Pregnant Participants-Cohort 1 and Cohort 2 Key Inclusion Criteria * Women aged 18 to 49 who are pregnant, between 24 and 36 weeks along, and expecting one baby without known risks for complications can participate. * Had the RSVpreF or Abrysvo vaccine during a previous pregnancy. * Had an ultrasound scan at 18 weeks or later during their current pregnancy, with no major fetal problems detected. * Based on their medical history, physical check-up, and the doctor's judgment, they are found suitable to join the study. * Agrees to let their baby take part in the study and gives their permission. * Able to sign a consent form, agreeing to follow the rules and conditions of the study. Key Exclusion Criteria * Received any approved or experimental RSV vaccine since their previous pregnancy. * Has a pre-pregnancy body mass index (BMI) over 40 kg/m2. * History of a severe bad reaction to a vaccine or a serious allergic reaction (like anaphylaxis) to any ingredient in the study vaccine or a similar vaccine. * Current pregnancy problems or issues at the time of giving consent. * Previous pregnancy issues or problems at the time of giving consent.

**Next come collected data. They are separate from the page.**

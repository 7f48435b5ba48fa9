//! Background poller thread.
//!
//! While polling is active the device's queue pair lives on a dedicated
//! thread. Submitters push requests into a [`SubmissionRing`]; the thread
//! drains it, issues each request, reaps completions and dispatches them.
//!
//! ```text
//!  submitter threads                 poller thread
//! ┌──────────────────┐          ┌──────────────────────────────┐
//! │ submit_read()    │          │ loop {                       │
//! │ submit_write()   │──ring───▶│   dequeue_burst → submit     │
//! └──────────────────┘          │   process_completions        │
//!                               │     → dispatch::complete     │
//!                               │   every N iters: check flag  │
//!                               │ }                            │
//!                               └──────────────────────────────┘
//! ```
//!
//! The queue pair moves into the thread when it starts and comes back when
//! it is joined, so it is never touched by two threads at once.

use std::io;
use std::sync::Arc;
use std::sync::atomic::{AtomicBool, AtomicU8, Ordering, fence};
use std::thread;

use crossbeam::channel;
use tracing::{debug, error, info, warn};

use crate::affinity;
use crate::config::PollerConfig;
use crate::dispatch;
use crate::error::PollError;
use crate::nvme::NvmeQpair;
use crate::ring::SubmissionRing;

/// Lifecycle of a device's background poller.
#[derive(Debug, Clone, Copy, PartialEq, Eq)]
#[repr(u8)]
pub enum PollerState {
    /// No poller thread
    Stopped = 0,
    /// Thread spawned, not yet looping
    Starting = 1,
    /// Thread is looping
    Running = 2,
    /// Running flag cleared, waiting for the thread to exit
    StopRequested = 3,
}

impl PollerState {
    fn from_u8(v: u8) -> Self {
        match v {
            1 => PollerState::Starting,
            2 => PollerState::Running,
            3 => PollerState::StopRequested,
            _ => PollerState::Stopped,
        }
    }
}

struct Shared {
    running: AtomicBool,
    state: AtomicU8,
}

impl Shared {
    fn state(&self) -> PollerState {
        PollerState::from_u8(self.state.load(Ordering::Acquire))
    }

    fn set_state(&self, state: PollerState) {
        self.state.store(state as u8, Ordering::Release);
    }
}

/// A running poller thread and the ring feeding it.
pub(crate) struct Poller {
    ring: Arc<SubmissionRing>,
    shared: Arc<Shared>,
    handle: thread::JoinHandle<Option<NvmeQpair>>,
}

impl Poller {
    /// Spawn the poller thread and move `qpair` into it.
    ///
    /// On failure the queue pair is handed back with the error and no thread
    /// is left running.
    pub(crate) fn start(
        qpair: NvmeQpair,
        ring_name: String,
        affinity: Option<usize>,
        config: &PollerConfig,
    ) -> Result<Self, (NvmeQpair, PollError)> {
        // Builder::spawn panics on interior NUL bytes
        if config.thread_name.contains('\0') {
            error!(name = ?config.thread_name, "invalid polling thread name");
            let e = io::Error::new(
                io::ErrorKind::InvalidInput,
                "thread name contains a NUL byte",
            );
            return Err((qpair, PollError::ThreadCreate(e)));
        }

        let ring = Arc::new(SubmissionRing::new(ring_name, config.ring_capacity));
        let shared = Arc::new(Shared {
            running: AtomicBool::new(true),
            state: AtomicU8::new(PollerState::Starting as u8),
        });

        // The queue pair only crosses over once the thread exists
        let (tx, rx) = channel::bounded::<NvmeQpair>(1);

        let thread_ring = Arc::clone(&ring);
        let thread_shared = Arc::clone(&shared);
        let thread_config = config.clone();
        let spawned = thread::Builder::new()
            .name(config.thread_name.clone())
            .spawn(move || {
                let mut qpair = rx.recv().ok()?;
                if let Some(core) = affinity {
                    match affinity::pin_current(core) {
                        Ok(()) => debug!(core, "poller pinned"),
                        Err(e) => warn!(core, error = %e, "failed to pin poller thread"),
                    }
                }
                let _ = thread_shared.state.compare_exchange(
                    PollerState::Starting as u8,
                    PollerState::Running as u8,
                    Ordering::AcqRel,
                    Ordering::Acquire,
                );
                info!(ring = thread_ring.name(), qpair = qpair.id(), "polling thread started");

                run(&mut qpair, &thread_ring, &thread_shared.running, &thread_config);

                info!(ring = thread_ring.name(), "polling thread exit");
                Some(qpair)
            });

        let handle = match spawned {
            Ok(handle) => handle,
            Err(e) => {
                error!(error = %e, "failed to create polling thread");
                shared.running.store(false, Ordering::SeqCst);
                shared.set_state(PollerState::Stopped);
                return Err((qpair, PollError::ThreadCreate(e)));
            }
        };

        if let Err(channel::SendError(qpair)) = tx.send(qpair) {
            // Thread died before taking the queue pair
            shared.running.store(false, Ordering::SeqCst);
            let _ = handle.join();
            shared.set_state(PollerState::Stopped);
            return Err((qpair, PollError::PollerPanicked));
        }

        Ok(Self {
            ring,
            shared,
            handle,
        })
    }

    pub(crate) fn ring(&self) -> &SubmissionRing {
        &self.ring
    }

    pub(crate) fn state(&self) -> PollerState {
        self.shared.state()
    }

    /// Stop the thread and take the queue pair back.
    ///
    /// Blocks until the thread exits. Requests still in the ring are
    /// cancelled.
    pub(crate) fn stop(self) -> Result<NvmeQpair, PollError> {
        let Poller {
            ring,
            shared,
            handle,
        } = self;

        shared.set_state(PollerState::StopRequested);
        shared.running.store(false, Ordering::SeqCst);
        fence(Ordering::SeqCst);

        let joined = handle.join();
        shared.set_state(PollerState::Stopped);

        let mut cancelled = 0usize;
        while let Some(io) = ring.pop() {
            dispatch::cancel(io);
            cancelled += 1;
        }
        if cancelled > 0 {
            warn!(ring = ring.name(), cancelled, "cancelled requests left in submission ring");
        }

        match joined {
            Ok(Some(qpair)) => Ok(qpair),
            Ok(None) => Err(PollError::PollerPanicked),
            Err(_) => {
                error!(ring = ring.name(), "polling thread panicked");
                Err(PollError::PollerPanicked)
            }
        }
    }
}

/// The polling loop.
fn run(qpair: &mut NvmeQpair, ring: &SubmissionRing, running: &AtomicBool, config: &PollerConfig) {
    let mut pending = Vec::with_capacity(config.dequeue_burst);
    let check_interval = config.flag_check_interval.max(1);
    let mut is_polling = running.load(Ordering::Acquire);
    let mut poll_count = 0u32;
    let mut qpair_failed = false;

    while is_polling {
        ring.dequeue_burst(&mut pending, config.dequeue_burst);
        for io in pending.drain(..) {
            if let Err(rejected) = qpair.submit(io) {
                dispatch::fail(rejected.io, rejected.rc);
            }
        }

        match qpair.process_completions(config.completion_batch, dispatch::complete) {
            Ok(_) => qpair_failed = false,
            Err(rc) => {
                if !qpair_failed {
                    error!(qpair = qpair.id(), rc, "completion processing failed");
                }
                qpair_failed = true;
            }
        }

        poll_count += 1;
        if poll_count >= check_interval {
            poll_count = 0;
            is_polling = running.load(Ordering::Acquire);
        }
    }
}

#[cfg(test)]
mod tests {
    use super::*;

    #[test]
    fn test_state_round_trip() {
        for state in [
            PollerState::Stopped,
            PollerState::Starting,
            PollerState::Running,
            PollerState::StopRequested,
        ] {
            assert_eq!(PollerState::from_u8(state as u8), state);
        }
    }
}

Infant Participants * Proof that the parent(s) or legal guardian(s) has signed and dated a consent form. * Parent(s) or legal guardian(s) must agree to attend scheduled visits and follow the study plan, including laboratory tests and other procedures. Nonpregnant Participants-Cohort 3 Key Inclusion Criteria * Have already received one dose of the RSVpreF vaccine during their previous pregnancy as part of the Pfizer clinical trial, and the results from that time can be used for this study. * Able to sign a consent form, agreeing to follow the rules and requirements of the study. Key Exclusion Criteria * Received any approved or experimental RSV vaccine after participating in the Pfizer clinical trial. * Taking part in other studies with new drugs within 28 days before giving consent or during the study period.